TOTENBERG: In 1976, after returning to private practice, Bell was tapped by his childhood friend President Carter to be attorney general. There were howls of protests from both sides of the aisle. Some Republicans worried that Bell would not be independent. Some Democrats objected because Bell belonged to private clubs that notoriously had no minority members. But within a year of taking over the Justice Department, Bell was the Carter administration's star performer on Capitol Hill. Republican Senator Orrin Hatch.
Senator ORRIN HATCH (Republican, Utah): I trusted him. His word was his bond. He was absolutely honest, straightforward. He kind of talked, you know, in a very low-key, but intelligent way that you just couldn't help but like.

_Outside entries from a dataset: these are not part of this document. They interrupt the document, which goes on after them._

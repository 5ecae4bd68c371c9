// SPDX-FileCopyrightText: 2026 Modmail Contributors
// SPDX-License-Identifier: MIT OR Apache-2.0

//! SQLite implementation of the ConversationStore trait.

use async_trait::async_trait;
use tokio::sync::OnceCell;
use tracing::debug;

use modmail_config::model::StorageConfig;
use modmail_core::{
    AdapterType, ChannelId, Conversation, ConversationStore, HealthStatus, ModmailError,
    PluginAdapter, UserId,
};

use crate::database::Database;
use crate::queries;

/// SQLite-backed conversation store.
///
/// Wraps a [`Database`] handle and delegates all query operations to the
/// typed query modules. The database is lazily opened on the first call to
/// [`ConversationStore::initialize`].
pub struct SqliteStorage {
    database_path: String,
    wal_mode: bool,
    db: OnceCell<Database>,
}

impl SqliteStorage {
    /// Create a new SqliteStorage with the given configuration.
    ///
    /// Fails immediately when no database path is configured. The connection
    /// itself is not opened until [`ConversationStore::initialize`] is called.
    pub fn new(config: StorageConfig) -> Result<Self, ModmailError> {
        let database_path = config.database_path.ok_or_else(|| {
            ModmailError::Config(
                "storage.database_path is required when no conversation store is supplied".into(),
            )
        })?;
        if database_path.trim().is_empty() {
            return Err(ModmailError::Config(
                "storage.database_path cannot be empty".into(),
            ));
        }

        Ok(Self {
            database_path,
            wal_mode: config.wal_mode,
            db: OnceCell::new(),
        })
    }

    /// Returns a reference to the underlying Database, or an error if not initialized.
    fn db(&self) -> Result<&Database, ModmailError> {
        self.db.get().ok_or_else(|| ModmailError::Storage {
            source: "storage not initialized -- call initialize() first".into(),
        })
    }

    async fn checkpoint(&self) -> Result<(), ModmailError> {
        if let Some(db) = self.db.get() {
            db.connection()
                .call(|conn| -> Result<(), rusqlite::Error> {
                    conn.execute_batch("PRAGMA wal_checkpoint(TRUNCATE);")?;
                    Ok(())
                })
                .await
                .map_err(crate::database::map_tr_err)?;
            debug!("WAL checkpoint complete");
        }
        Ok(())
    }
}

#[async_trait]
impl PluginAdapter for SqliteStorage {
    fn name(&self) -> &str {
        "sqlite"
    }

    fn version(&self) -> semver::Version {
        semver::Version::new(0, 1, 0)
    }

    fn adapter_type(&self) -> AdapterType {
        AdapterType::Storage
    }

    async fn health_check(&self) -> Result<HealthStatus, ModmailError> {
        let db = self.db()?;
        db.connection()
            .call(|conn| -> Result<(), rusqlite::Error> {
                conn.execute_batch("SELECT 1;")?;
                Ok(())
            })
            .await
            .map_err(crate::database::map_tr_err)?;
        Ok(HealthStatus::Healthy)
    }

    async fn shutdown(&self) -> Result<(), ModmailError> {
        self.checkpoint().await
    }
}

#[async_trait]
impl ConversationStore for SqliteStorage {
    async fn initialize(&self) -> Result<(), ModmailError> {
        let db = Database::open_with(&self.database_path, self.wal_mode).await?;
        self.db.set(db).map_err(|_| ModmailError::Storage {
            source: "storage already initialized".into(),
        })?;
        debug!(path = %self.database_path, "SQLite conversation store initialized");
        Ok(())
    }

    async fn close(&self) -> Result<(), ModmailError> {
        self.db()?;
        self.checkpoint().await
    }

    async fn create_conversation(&self, conversation: &Conversation) -> Result<(), ModmailError> {
        queries::conversations::create_conversation(self.db()?, conversation).await
    }

    async fn find_by_user(&self, user: &UserId) -> Result<Option<Conversation>, ModmailError> {
        queries::conversations::get_by_user(self.db()?, user).await
    }

    async fn find_by_channel(
        &self,
        channel: &ChannelId,
    ) -> Result<Option<Conversation>, ModmailError> {
        queries::conversations::get_by_channel(self.db()?, channel).await
    }

    async fn list_conversations(&self) -> Result<Vec<Conversation>, ModmailError> {
        queries::conversations::list_conversations(self.db()?).await
    }

    async fn append_message(&self, user: &UserId, line: &str) -> Result<bool, ModmailError> {
        queries::messages::append_message(self.db()?, user, line).await
    }

    async fn delete_by_user(&self, user: &UserId) -> Result<u64, ModmailError> {
        queries::conversations::delete_by_user(self.db()?, user).await
    }

    async fn delete_by_channel(&self, channel: &ChannelId) -> Result<u64, ModmailError> {
        queries::conversations::delete_by_channel(self.db()?, channel).await
    }
}
// SPDX-FileCopyrightText: 2026 Modmail Contributors
// SPDX-License-Identifier: MIT OR Apache-2.0

//! Background persistence of history lines.
//!
//! Appends are queued on a bounded channel and applied by a single task, in
//! arrival order, with retries. A full queue drops the append. A flush waits
//! until everything queued before it has been applied. On cancellation the
//! task stops accepting appends, applies what is already queued, and exits.

use std::sync::Arc;
use std::time::Duration;

use modmail_config::model::RelayConfig;
use modmail_core::{ConversationStore, UserId};
use tokio::sync::{mpsc, oneshot};
use tokio::task::JoinHandle;
use tokio_util::sync::CancellationToken;
use tracing::{debug, error, info, warn};

#[derive(Debug)]
enum Job {
    Append { user: UserId, line: String },
    /// Acknowledged once every earlier job has been applied.
    Flush(oneshot::Sender<()>),
}

/// Retry policy for queued appends.
#[derive(Debug, Clone, Copy)]
pub struct RetryPolicy {
    pub max_attempts: u32,
    /// Delay before attempt `n + 1` is `backoff * n`.
    pub backoff: Duration,
}

impl From<&RelayConfig> for RetryPolicy {
    fn from(config: &RelayConfig) -> Self {
        Self {
            max_attempts: config.write_max_attempts.max(1),
            backoff: Duration::from_millis(config.write_retry_backoff_ms),
        }
    }
}

/// Sending half of the history write queue.
#[derive(Debug, Clone)]
pub struct WriteQueue {
    tx: mpsc::Sender<Job>,
}

impl WriteQueue {
    /// Spawns the queue's worker task.
    pub fn spawn(
        store: Arc<dyn ConversationStore>,
        config: &RelayConfig,
        cancel: CancellationToken,
    ) -> (Self, JoinHandle<()>) {
        let (tx, rx) = mpsc::channel(config.write_queue_capacity.max(1));
        let policy = RetryPolicy::from(config);
        let handle = tokio::spawn(run_worker(store, rx, policy, cancel));
        (Self { tx }, handle)
    }

    /// Queues a history line for `user`. Returns false when it was dropped.
    pub fn enqueue(&self, user: &UserId, line: String) -> bool {
        let job = Job::Append {
            user: user.clone(),
            line,
        };
        match self.tx.try_send(job) {
            Ok(()) => true,
            Err(mpsc::error::TrySendError::Full(_)) => {
                warn!(user = %user, "write queue full, dropping history line");
                false
            }
            Err(mpsc::error::TrySendError::Closed(_)) => {
                warn!(user = %user, "write queue closed, dropping history line");
                false
            }
        }
    }

    /// Waits until every append queued before this call has been applied.
    ///
    /// Waits for queue space rather than dropping. Returns immediately once
    /// the worker has stopped.
    pub async fn flush(&self) {
        let (ack, done) = oneshot::channel();
        if self.tx.send(Job::Flush(ack)).await.is_err() {
            debug!("write queue stopped, nothing to flush");
            return;
        }
        if done.await.is_err() {
            debug!("write queue stopped before flush was acknowledged");
        }
    }
}

async fn run_worker(
    store: Arc<dyn ConversationStore>,
    mut rx: mpsc::Receiver<Job>,
    policy: RetryPolicy,
    cancel: CancellationToken,
) {
    debug!("write queue started");
    loop {
        tokio::select! {
            biased;
            job = rx.recv() => match job {
                Some(job) => handle(store.as_ref(), job, policy).await,
                None => break,
            },
            _ = cancel.cancelled() => {
                rx.close();
                let mut drained = 0usize;
                while let Some(job) = rx.recv().await {
                    handle(store.as_ref(), job, policy).await;
                    drained += 1;
                }
                info!(drained, "write queue drained");
                break;
            }
        }
    }
    debug!("write queue stopped");
}

async fn handle(store: &dyn ConversationStore, job: Job, policy: RetryPolicy) {
    match job {
        Job::Append { user, line } => apply(store, &user, &line, policy).await,
        Job::Flush(ack) => {
            // The flusher may have given up waiting.
            let _ = ack.send(());
        }
    }
}

async fn apply(store: &dyn ConversationStore, user: &UserId, line: &str, policy: RetryPolicy) {
    for attempt in 1..=policy.max_attempts {
        match store.append_message(user, line).await {
            Ok(true) => return,
            Ok(false) => {
                debug!(user = %user, "conversation closed before history line was saved");
                return;
            }
            Err(e) if attempt < policy.max_attempts => {
                warn!(
                    user = %user,
                    attempt,
                    error = %e,
                    "history append failed, retrying"
                );
                tokio::time::sleep(policy.backoff * attempt).await;
            }
            Err(e) => {
                error!(
                    user = %user,
                    attempts = policy.max_attempts,
                    error = %e,
                    "history append failed permanently"
                );
            }
        }
    }
}
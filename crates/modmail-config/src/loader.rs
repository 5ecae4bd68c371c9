// SPDX-FileCopyrightText: 2026 Modmail Contributors
// SPDX-License-Identifier: MIT OR Apache-2.0

//! Configuration loader using Figment for layered config merging.
//!
//! Supports XDG hierarchy: `./modmail.toml` > `~/.config/modmail/modmail.toml` > `/etc/modmail/modmail.toml`
//! with environment variable overrides via `MODMAIL_` prefix.

#![allow(clippy::result_large_err)] // figment::Error is external and cannot be boxed without wrapper

use std::path::{Path, PathBuf};

use figment::{
    providers::{Env, Format, Serialized, Toml},
    Figment,
};

use crate::model::ModmailConfig;

/// Sections recognized in `MODMAIL_<SECTION>_<KEY>` environment variables.
const ENV_SECTIONS: &[&str] = &[
    "discord",
    "storage",
    "paste",
    "transcript",
    "messages",
    "relay",
    "commands",
    "log",
];

/// System-wide config file path.
pub const SYSTEM_CONFIG_PATH: &str = "/etc/modmail/modmail.toml";

/// Local config file name, resolved against the working directory.
pub const LOCAL_CONFIG_FILE: &str = "modmail.toml";

/// Per-user config file path under the XDG config directory.
pub fn user_config_path() -> Option<PathBuf> {
    dirs::config_dir().map(|d| d.join("modmail").join("modmail.toml"))
}

/// Load configuration from the standard XDG hierarchy with env var overrides.
///
/// Merge order (later overrides earlier):
/// 1. Compiled defaults
/// 2. `/etc/modmail/modmail.toml` (system-wide)
/// 3. `~/.config/modmail/modmail.toml` (user XDG config)
/// 4. `./modmail.toml` (local directory)
/// 5. `MODMAIL_*` environment variables
pub fn load_config() -> Result<ModmailConfig, figment::Error> {
    build_figment().extract()
}

/// Load configuration from a TOML string only (no XDG lookup, no env).
///
/// Used for testing and explicit configuration.
pub fn load_config_from_str(toml_content: &str) -> Result<ModmailConfig, figment::Error> {
    Figment::new()
        .merge(Serialized::defaults(ModmailConfig::default()))
        .merge(Toml::string(toml_content))
        .extract()
}

/// Load configuration from a specific file path with env var overrides.
pub fn load_config_from_path(path: &Path) -> Result<ModmailConfig, figment::Error> {
    Figment::new()
        .merge(Serialized::defaults(ModmailConfig::default()))
        .merge(Toml::file(path))
        .merge(env_provider())
        .extract()
}

/// Build the Figment used for hierarchy loading (exposed for diagnostic use).
pub fn build_figment() -> Figment {
    Figment::new()
        .merge(Serialized::defaults(ModmailConfig::default()))
        .merge(Toml::file(SYSTEM_CONFIG_PATH))
        .merge(Toml::file(user_config_path().unwrap_or_default()))
        .merge(Toml::file(LOCAL_CONFIG_FILE))
        .merge(env_provider())
}

/// Create the environment variable provider, mapping the first `_` after a
/// known section name to a dot.
///
/// `Env::split("_")` would turn `MODMAIL_DISCORD_GUILD_ID` into
/// `discord.guild.id`; the explicit map yields `discord.guild_id`.
fn env_provider() -> Env {
    Env::prefixed("MODMAIL_").map(|key| map_env_key(key.as_str()).into())
}

/// Maps a lowercased, prefix-stripped env key to its dotted config path.
fn map_env_key(key: &str) -> String {
    for section in ENV_SECTIONS {
        if let Some(rest) = key.strip_prefix(section)
            && let Some(field) = rest.strip_prefix('_')
        {
            return format!("{section}.{field}");
        }
    }
    key.to_string()
}

#[cfg(test)]
mod tests {
    use super::*;

    #[test]
    fn env_keys_map_to_sections() {
        assert_eq!(map_env_key("discord_guild_id"), "discord.guild_id");
        assert_eq!(map_env_key("storage_database_path"), "storage.database_path");
        assert_eq!(
            map_env_key("relay_write_retry_backoff_ms"),
            "relay.write_retry_backoff_ms"
        );
        assert_eq!(map_env_key("log_level"), "log.level");
    }

    #[test]
    fn unknown_env_section_is_left_alone() {
        assert_eq!(map_env_key("agent_name"), "agent_name");
    }
}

TOTENBERG: At the Justice Department, Bell soon earned the trust and admiration of the career lawyers. He always included them in the decision-making process. And even the ever-skeptical press corps was at least partially won over by two Bell practices. Every day, the attorney general published the previous day's schedule and phone log. As Bell put it in our recent interview:
(Soundbite of archive NPR interview)
Mr. BELL: Trust is the coin of the realm. If the public doesn't trust the Justice Department, we're in trouble. You need to let people know what's going on, and who you're meeting with, and who's influenced you, who's had the chance to influence you.
TOTENBERG: Bell fiercely, and usually with President Carter's agreement, protected the independence of the Justice Department. His fights with the White House staff, however, were constant. On some things, like letting the White House have a say in Supreme Court briefs, he relented. On others, he did not.
(Soundbite of archive NPR interview)
Mr. BELL: And I had to fight all the White House staff. I always won. If it had to go to the president, I'd win every time. But it was just a nuisance to have to do that.
TOTENBERG: In one case, when the president promised Latino groups that the Justice Department would bring a federal prosecution for police brutality, Bell went ballistic, telling the president he had two choices - butt out or fire the attorney general. The president swallowed hard and butted out. There was no federal prosecution.
On the national security front, Bell was viewed as a hardliner within the administration. But he pushed hard for a requirement that electronic surveillances for foreign intelligence be authorized by court warrant. Inside the administration, his argument won out over objections from the CIA and Defense Department. The resulting Foreign Intelligence Surveillance Act remained enforced until more than two decades later when President Bush in the wake of 9/11 began circumventing the court authorization requirement.
Upon leaving the Carter administration in 1979, Bell returned to law practice in Atlanta where he ran a large law firm, represented the first President Bush in the Iran contra-investigation, and conducted internal investigations on behalf of major corporations. He continued working until this year when he was diagnosed with pancreatic cancer. Nina Totenberg, NPR News, Washington.